From Great North Road

Three Rolls Royces by Paddy Fleming

As a kid I lived on a farm on the Mumbwa road outside Lusaka. There were at least three Rolls’ that I knew of out that way. My father owned one between 1949 and 1952. (He was a lawyer and presumably acquired the Rolls off a busted client in lieu of fees because he normally drove a clapped out old Ford truck). It was a late 1930s model but as my father is now dead its history is probably untraceable and there are certainly no photographs surviving. I remember driving in that car from Lusaka via Livingstone to Bulawayo and Salisbury mostly on laterite and strip roads. We returned via Chirundu. The escarpment roads on both sides of the Zambezi Valley were no more than boulder-strewn mule tracks at that time -- not exactly the stately boulevards on which RR would have preferred to see their cars parading. There was a ferry across the Kafue river where the bridge now stands. That model of Rolls was quaintly called a ‘Chauffeur Model’. All the controls (hand brake, gear lever etc) were tucked down on the right hand side of the driver’s seat next to the driver’s door. This layout was supposed to prevent the chauffeur’s hands straying too near to the knees of the Lady in the passenger seat.
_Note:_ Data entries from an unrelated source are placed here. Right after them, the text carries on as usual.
pub mod config;
pub mod logger;
pub mod error;
pub mod envelope;
pub mod post;
pub mod post_controller;
pub mod server;
pub mod storage;
pub mod media;
pub mod client;
pub mod text_utils;
pub mod query_string;
mod paginator;
#[cfg(test)]
mod test_data;
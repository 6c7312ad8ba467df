use std::path::PathBuf;

use anyhow::Result;
use clap::Parser;
use spdlog::{info, warn};

use postdeck::logger::configure_logger;
use postdeck::server::server_run;

use crate::config::open_config;
use crate::config_data::write_sample_cfg;

mod config;
mod config_data;

const CFG_FILE_NAME: &str = "postdeck.toml";

#[derive(Parser, Debug)]
#[command(version, about, long_about = None)]
struct Args {
    /// Config path
    #[arg(short, long)]
    config_path: Option<String>,

    /// Writes a sample configuration to the given path and exits
    #[arg(long)]
    write_sample: Option<String>,
}

#[ntex::main]
async fn main() -> Result<()> {
    let args = Args::parse();

    if let Some(sample_path) = args.write_sample {
        write_sample_cfg(&PathBuf::from(&sample_path))?;
        println!("Sample configuration written to {}", sample_path);
        return Ok(());
    }

    let config_path = args.config_path.map(PathBuf::from);
    let config = match open_config(config_path) {
        Ok(config) => config,
        Err(err) => {
            eprintln!("{:#}", err);
            eprintln!("Please run postdeck --help");
            return Ok(());
        }
    };

    if let Err(err) = configure_logger(&config) {
        warn!("Error creating logger sinks. Using console instead. Desc={}", err);
    }

    info!("Starting Postdeck =-=-=-=-=-=-=-=-=-=-=-=-=-=-=-");
    info!("Listening on {}:{}", config.server.address, config.server.port);

    server_run(config).await?;
    Ok(())
}
use std::str::FromStr;

use crate::post::{NewPost, PostChanges, PostResponse};
use crate::text_utils::split_tags;

#[derive(Debug, Clone, Copy, PartialEq)]
pub enum DraftField {
    Title,
    ShortDescription,
    Content,
    Tags,
}

impl FromStr for DraftField {
    type Err = String;

    fn from_str(s: &str) -> Result<Self, Self::Err> {
        match s {
            "title" => Ok(DraftField::Title),
            "shortDescription" | "short_description" | "short-description" => Ok(DraftField::ShortDescription),
            "content" => Ok(DraftField::Content),
            "tags" => Ok(DraftField::Tags),
            _ => Err(format!("Unknown post field {}", s)),
        }
    }
}

/// Unsaved post values being edited.
#[derive(Debug, Clone, Default, PartialEq)]
pub struct Draft {
    pub title: String,
    pub short_description: String,
    pub content: String,
    pub tags: Vec<String>,
}

impl Draft {
    /// Tags are kept split, never as the raw input.
    pub fn change(&mut self, field: DraftField, value: &str) {
        match field {
            DraftField::Title => self.title = value.to_string(),
            DraftField::ShortDescription => self.short_description = value.to_string(),
            DraftField::Content => self.content = value.to_string(),
            DraftField::Tags => self.tags = split_tags(value),
        }
    }

    pub fn is_complete(&self) -> bool {
        !self.title.trim().is_empty()
            && !self.short_description.trim().is_empty()
            && !self.content.trim().is_empty()
            && !self.tags.is_empty()
    }

    pub fn from_post(post: &PostResponse) -> Self {
        Draft {
            title: post.title.clone(),
            short_description: post.short_description.clone(),
            content: post.content.clone(),
            tags: post.tags.clone(),
        }
    }

    pub fn to_new_post(&self, image: &str) -> NewPost {
        NewPost {
            title: self.title.clone(),
            short_description: self.short_description.clone(),
            content: self.content.clone(),
            tags: self.tags.clone(),
            main_photo: image.to_string(),
        }
    }

    pub fn to_changes(&self, image: &str) -> PostChanges {
        PostChanges {
            id: None,
            title: Some(self.title.clone()),
            short_description: Some(self.short_description.clone()),
            content: Some(self.content.clone()),
            tags: Some(self.tags.clone()),
            main_photo: Some(image.to_string()),
        }
    }
}
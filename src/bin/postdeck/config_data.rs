use std::fs::File;
use std::io::Write;
use std::path::Path;

use anyhow::{bail, Result};

const CONFIG_SAMPLE: &str = r#"[server]
address = "0.0.0.0"
port = 8001
# Bodies carry base64 encoded images
max_body_bytes = 10485760

# backend is either "mongo" or "memory"
[storage]
backend = "mongo"
uri = "mongodb://127.0.0.1:27017"
database = "postdeck"

# Missing values are read from CLOUDINARY_CLOUD_NAME, CLOUDINARY_API_KEY
# and CLOUDINARY_API_SECRET
[media]
# cloud_name = "demo"
# api_key = "000000000000000"
# api_secret = "secret"

[auth]
user_header = "x-user-id"

[posts]
page_size = 10
enforce_ownership = false

# For the log location, if you want it to be relative to the executable directory
# use ${exe_dir}/location
[log]
level = "Info"
log_to_console = true
"#;

pub(crate) fn write_sample_cfg(file_path: &Path) -> Result<()> {
    if file_path.exists() {
        bail!("{} already exists", file_path.display());
    }
    let mut file = File::create(file_path)?;
    file.write_all(CONFIG_SAMPLE.as_bytes())?;
    Ok(())
}
use std::collections::HashMap;

use mongodb::bson::oid::ObjectId;

/// Query of `GET /posts`.
#[derive(PartialEq, Debug, Default)]
pub struct ListQuery {
    items: HashMap<String, String>,
}

/// What the `userId` parameter asked for.
#[derive(PartialEq, Debug)]
pub enum AuthorParam {
    Absent,
    Author(ObjectId),
    /// Present but not an ObjectId, nothing can match it
    Unknown,
}

impl ListQuery {
    pub fn from(buf: &str) -> Self {
        let vs: Vec<(String, String)> = serde_urlencoded::from_str(buf).unwrap_or_else(|_| vec![]);
        let items: HashMap<String, String> = vs.into_iter().collect();

        ListQuery {
            items,
        }
    }

    pub fn author(&self) -> AuthorParam {
        match self.items.get("userId").map(|v| v.trim()) {
            None | Some("") => AuthorParam::Absent,
            Some(id) => match ObjectId::parse_str(id) {
                Ok(id) => AuthorParam::Author(id),
                Err(_) => AuthorParam::Unknown,
            },
        }
    }

    /// Requested page, if any. Paging is off when absent.
    pub fn page(&self) -> Option<u32> {
        let val = self.items.get("page")?;
        Some(val.trim().parse().unwrap_or(1))
    }
}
The second Rolls on the Mumbwa road, which is probably even less traceable, went past our drive every day in the mid 1950s carrying milk into town. It was a ‘sawn-off’ version -- the top had been cut off and it had been converted to carry milk cans. Bizarrely, it had a thatched roof, presumably to keep the milk cool. The thatching was not a ‘bush’ job but was beautifully done in the Barotse style as befits a Rolls. I know of no photos but, once again, I doubt it’s the sort of image that RR would like to see.

The third Rolls on the Mumbwa road , and probably the most traceable, was that owned by Jerry Allinson in the late 1950s and early 1960s. Jerry kept a mid 1930s model in immaculate condition and I’m sure would have a very comprehensive knowledge of its identity and history. He left Zambia and went to Zimbabwe in the 1960s before returning to England. If you can trace him (he’s still around somewhere in UK) you could get a lot of information on that particular Rolls and probably many others besides. Jerry used to demonstrate to me what an incredible car he owned by starting it in the morning, not by winding it up on the starter motor, but by wriggling the ignition advance/retard lever on the steering wheel. It was able to maintain cylinder compression overnight.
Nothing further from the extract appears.